### Work task
Check each line of the material for the string "match", and copy the lines that have it.

### Material for this exercise
= Beginning of Section =

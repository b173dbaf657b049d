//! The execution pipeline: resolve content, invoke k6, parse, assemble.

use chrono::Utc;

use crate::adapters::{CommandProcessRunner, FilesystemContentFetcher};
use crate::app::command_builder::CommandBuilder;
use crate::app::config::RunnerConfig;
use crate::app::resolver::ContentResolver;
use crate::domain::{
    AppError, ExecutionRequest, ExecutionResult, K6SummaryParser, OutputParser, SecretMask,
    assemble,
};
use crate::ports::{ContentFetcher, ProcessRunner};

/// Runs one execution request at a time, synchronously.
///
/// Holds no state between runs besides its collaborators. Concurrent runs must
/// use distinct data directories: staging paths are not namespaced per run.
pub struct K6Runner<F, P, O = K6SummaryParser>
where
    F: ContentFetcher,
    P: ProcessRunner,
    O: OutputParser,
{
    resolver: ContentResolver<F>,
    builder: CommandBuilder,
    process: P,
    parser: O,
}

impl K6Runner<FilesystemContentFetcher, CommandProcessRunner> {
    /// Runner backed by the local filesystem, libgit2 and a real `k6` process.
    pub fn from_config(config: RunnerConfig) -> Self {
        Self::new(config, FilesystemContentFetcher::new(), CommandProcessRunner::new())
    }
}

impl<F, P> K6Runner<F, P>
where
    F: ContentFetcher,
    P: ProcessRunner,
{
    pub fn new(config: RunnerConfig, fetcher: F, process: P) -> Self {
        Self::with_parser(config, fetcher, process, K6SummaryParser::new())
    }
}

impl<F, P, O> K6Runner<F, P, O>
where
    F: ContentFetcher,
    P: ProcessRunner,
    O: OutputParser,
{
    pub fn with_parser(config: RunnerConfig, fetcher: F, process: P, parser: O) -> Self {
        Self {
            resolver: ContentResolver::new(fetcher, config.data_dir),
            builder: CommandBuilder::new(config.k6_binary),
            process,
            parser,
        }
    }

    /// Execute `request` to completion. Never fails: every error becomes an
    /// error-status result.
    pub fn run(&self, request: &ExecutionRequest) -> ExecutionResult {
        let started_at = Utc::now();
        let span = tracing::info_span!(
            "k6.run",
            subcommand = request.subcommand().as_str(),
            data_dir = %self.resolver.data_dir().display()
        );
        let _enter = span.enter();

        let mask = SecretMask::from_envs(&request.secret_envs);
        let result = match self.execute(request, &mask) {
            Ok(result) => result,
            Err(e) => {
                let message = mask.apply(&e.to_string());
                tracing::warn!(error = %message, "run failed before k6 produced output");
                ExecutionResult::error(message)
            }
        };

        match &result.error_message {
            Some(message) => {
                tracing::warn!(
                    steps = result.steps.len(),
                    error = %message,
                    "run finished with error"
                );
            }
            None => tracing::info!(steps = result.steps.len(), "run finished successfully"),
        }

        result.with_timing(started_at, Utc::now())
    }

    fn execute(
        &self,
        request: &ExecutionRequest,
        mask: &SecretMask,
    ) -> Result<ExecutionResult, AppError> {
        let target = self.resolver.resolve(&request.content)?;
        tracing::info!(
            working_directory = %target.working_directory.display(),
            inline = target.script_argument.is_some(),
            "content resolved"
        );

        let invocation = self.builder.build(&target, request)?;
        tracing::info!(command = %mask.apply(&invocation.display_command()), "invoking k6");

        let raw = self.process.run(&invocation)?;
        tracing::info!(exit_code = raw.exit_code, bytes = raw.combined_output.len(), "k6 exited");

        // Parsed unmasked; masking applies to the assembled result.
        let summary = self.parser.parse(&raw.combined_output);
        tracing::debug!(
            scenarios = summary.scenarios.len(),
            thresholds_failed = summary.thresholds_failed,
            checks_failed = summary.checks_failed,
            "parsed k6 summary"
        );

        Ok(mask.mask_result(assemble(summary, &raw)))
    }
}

= End of Section =

### Task output
        let result = match self.execute(request, &mask) {
        match &result.error_message {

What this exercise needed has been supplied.